▸ **Task item**
Look through the data below for the string "message", and copy every line where it turns up.

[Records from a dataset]
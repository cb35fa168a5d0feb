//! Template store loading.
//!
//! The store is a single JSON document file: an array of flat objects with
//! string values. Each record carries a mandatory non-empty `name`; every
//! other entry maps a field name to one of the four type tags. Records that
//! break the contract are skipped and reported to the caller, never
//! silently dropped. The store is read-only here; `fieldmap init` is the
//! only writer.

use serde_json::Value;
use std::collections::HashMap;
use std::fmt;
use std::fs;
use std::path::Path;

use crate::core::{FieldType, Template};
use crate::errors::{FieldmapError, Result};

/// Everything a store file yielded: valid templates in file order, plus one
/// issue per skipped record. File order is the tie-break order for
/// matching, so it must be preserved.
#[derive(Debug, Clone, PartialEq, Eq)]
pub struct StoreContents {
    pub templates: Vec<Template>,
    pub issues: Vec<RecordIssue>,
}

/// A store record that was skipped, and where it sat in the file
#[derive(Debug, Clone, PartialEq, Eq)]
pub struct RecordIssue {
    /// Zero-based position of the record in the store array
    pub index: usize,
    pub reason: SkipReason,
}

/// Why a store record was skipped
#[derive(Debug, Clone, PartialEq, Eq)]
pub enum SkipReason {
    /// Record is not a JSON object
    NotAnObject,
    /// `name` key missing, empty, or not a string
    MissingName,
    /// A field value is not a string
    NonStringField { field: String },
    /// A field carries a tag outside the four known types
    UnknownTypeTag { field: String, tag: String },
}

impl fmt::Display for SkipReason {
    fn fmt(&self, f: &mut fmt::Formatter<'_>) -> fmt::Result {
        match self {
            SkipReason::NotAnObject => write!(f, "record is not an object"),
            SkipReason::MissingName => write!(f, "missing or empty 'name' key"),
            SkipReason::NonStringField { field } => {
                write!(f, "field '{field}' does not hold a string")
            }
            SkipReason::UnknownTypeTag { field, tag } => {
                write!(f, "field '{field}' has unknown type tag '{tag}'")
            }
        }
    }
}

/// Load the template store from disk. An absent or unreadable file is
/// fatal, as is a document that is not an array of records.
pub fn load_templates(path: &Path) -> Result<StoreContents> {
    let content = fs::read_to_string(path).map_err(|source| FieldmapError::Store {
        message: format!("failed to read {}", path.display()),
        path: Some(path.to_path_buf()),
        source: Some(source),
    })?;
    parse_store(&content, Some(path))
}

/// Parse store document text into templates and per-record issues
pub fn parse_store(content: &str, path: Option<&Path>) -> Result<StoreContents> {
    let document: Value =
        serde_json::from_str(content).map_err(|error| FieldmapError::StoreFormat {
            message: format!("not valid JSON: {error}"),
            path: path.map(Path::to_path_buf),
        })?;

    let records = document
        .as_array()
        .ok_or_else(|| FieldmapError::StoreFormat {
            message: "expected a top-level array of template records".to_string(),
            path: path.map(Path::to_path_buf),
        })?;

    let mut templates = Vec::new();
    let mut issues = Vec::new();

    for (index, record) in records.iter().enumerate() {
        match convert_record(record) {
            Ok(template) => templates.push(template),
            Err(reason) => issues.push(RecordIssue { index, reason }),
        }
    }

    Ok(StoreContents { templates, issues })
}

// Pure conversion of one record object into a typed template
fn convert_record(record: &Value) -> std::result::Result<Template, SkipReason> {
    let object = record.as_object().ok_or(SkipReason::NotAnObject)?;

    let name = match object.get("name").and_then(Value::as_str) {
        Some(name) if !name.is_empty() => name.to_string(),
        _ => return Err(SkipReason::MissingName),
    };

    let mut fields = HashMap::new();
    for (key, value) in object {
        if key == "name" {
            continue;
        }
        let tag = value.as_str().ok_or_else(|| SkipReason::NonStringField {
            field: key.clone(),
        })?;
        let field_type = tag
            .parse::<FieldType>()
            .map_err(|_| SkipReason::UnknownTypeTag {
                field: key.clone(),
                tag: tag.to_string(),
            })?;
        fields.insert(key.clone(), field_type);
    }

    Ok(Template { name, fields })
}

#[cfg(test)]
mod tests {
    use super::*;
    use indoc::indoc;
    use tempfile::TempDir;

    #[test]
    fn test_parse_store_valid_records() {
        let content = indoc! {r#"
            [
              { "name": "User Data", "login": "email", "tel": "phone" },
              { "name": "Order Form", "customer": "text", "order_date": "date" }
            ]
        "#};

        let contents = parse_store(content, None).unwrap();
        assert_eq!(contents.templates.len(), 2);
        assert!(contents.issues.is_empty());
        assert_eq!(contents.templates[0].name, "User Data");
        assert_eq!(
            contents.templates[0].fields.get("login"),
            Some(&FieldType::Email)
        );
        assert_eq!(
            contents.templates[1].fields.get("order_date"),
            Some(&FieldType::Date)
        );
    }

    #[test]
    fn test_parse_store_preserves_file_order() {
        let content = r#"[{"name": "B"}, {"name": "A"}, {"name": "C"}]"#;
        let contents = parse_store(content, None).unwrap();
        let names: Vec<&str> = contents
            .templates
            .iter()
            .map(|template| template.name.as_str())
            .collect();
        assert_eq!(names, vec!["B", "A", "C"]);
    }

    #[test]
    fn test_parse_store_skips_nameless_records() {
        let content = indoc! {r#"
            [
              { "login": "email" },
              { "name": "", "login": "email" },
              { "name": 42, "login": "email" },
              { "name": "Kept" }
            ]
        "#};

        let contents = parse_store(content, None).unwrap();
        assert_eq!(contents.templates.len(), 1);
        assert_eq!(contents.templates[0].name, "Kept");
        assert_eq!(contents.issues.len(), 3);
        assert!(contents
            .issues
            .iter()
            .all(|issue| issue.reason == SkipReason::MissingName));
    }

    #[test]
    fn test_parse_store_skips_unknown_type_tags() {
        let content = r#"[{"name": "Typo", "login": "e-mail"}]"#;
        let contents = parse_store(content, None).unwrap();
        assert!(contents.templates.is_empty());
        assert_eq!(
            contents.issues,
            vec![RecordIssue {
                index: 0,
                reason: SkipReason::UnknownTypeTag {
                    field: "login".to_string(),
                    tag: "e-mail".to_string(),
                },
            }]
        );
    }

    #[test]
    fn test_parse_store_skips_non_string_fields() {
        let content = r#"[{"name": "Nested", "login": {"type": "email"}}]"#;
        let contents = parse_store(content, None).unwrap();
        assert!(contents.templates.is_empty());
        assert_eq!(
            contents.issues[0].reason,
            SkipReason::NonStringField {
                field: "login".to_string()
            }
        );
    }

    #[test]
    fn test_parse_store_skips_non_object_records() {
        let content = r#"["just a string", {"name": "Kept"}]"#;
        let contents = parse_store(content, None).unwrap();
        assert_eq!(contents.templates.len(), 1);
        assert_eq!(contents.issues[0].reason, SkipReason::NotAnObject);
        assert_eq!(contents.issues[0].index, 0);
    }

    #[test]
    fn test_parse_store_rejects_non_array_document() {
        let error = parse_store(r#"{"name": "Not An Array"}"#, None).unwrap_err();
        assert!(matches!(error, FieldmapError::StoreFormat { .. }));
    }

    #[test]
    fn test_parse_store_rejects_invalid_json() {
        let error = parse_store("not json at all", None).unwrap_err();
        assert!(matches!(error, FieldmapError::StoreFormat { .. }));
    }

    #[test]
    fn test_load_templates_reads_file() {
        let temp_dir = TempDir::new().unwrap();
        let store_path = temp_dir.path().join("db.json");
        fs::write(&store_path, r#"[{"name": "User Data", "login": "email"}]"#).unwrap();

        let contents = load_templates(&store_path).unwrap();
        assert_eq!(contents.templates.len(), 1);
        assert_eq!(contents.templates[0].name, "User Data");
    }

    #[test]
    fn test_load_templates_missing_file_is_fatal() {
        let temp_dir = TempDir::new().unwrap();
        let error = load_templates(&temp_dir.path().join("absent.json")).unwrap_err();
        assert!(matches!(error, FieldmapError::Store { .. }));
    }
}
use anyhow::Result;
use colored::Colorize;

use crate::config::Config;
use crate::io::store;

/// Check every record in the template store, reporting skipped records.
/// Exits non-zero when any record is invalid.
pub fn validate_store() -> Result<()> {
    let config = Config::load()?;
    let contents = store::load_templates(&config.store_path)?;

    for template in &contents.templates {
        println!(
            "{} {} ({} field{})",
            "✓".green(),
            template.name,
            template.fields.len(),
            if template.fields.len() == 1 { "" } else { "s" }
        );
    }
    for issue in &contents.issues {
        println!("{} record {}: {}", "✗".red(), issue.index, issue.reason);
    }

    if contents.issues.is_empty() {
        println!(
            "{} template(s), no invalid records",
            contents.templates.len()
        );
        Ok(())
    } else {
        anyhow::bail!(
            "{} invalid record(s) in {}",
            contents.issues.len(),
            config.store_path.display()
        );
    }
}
* * *
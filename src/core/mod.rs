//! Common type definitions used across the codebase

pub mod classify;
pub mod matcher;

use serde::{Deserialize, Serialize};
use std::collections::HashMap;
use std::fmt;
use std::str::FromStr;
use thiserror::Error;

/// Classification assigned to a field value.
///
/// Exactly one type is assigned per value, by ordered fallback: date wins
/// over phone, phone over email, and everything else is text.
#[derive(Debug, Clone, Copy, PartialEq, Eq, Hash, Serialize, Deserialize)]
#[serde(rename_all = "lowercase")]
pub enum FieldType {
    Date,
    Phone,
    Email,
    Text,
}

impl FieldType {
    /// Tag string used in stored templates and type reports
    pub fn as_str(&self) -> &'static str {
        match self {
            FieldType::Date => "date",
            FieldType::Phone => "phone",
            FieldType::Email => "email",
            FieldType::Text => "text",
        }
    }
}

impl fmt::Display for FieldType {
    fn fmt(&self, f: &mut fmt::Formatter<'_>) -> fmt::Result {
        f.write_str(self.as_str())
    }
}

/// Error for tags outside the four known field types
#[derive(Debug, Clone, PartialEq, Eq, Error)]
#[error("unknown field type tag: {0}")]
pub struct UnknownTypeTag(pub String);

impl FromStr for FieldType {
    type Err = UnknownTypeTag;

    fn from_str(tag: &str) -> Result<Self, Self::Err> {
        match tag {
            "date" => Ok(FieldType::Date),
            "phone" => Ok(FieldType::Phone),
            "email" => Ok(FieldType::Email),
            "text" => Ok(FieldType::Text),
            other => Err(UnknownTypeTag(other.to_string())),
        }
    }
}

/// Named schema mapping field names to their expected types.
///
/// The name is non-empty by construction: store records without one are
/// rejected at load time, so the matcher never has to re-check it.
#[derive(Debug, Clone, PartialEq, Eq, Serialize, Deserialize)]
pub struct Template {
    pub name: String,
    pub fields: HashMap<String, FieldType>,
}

▸ **Exercise result**
        message: format!("failed to read {}", path.display()),
            message: format!("not valid JSON: {error}"),
            message: "expected a top-level array of template records".to_string(),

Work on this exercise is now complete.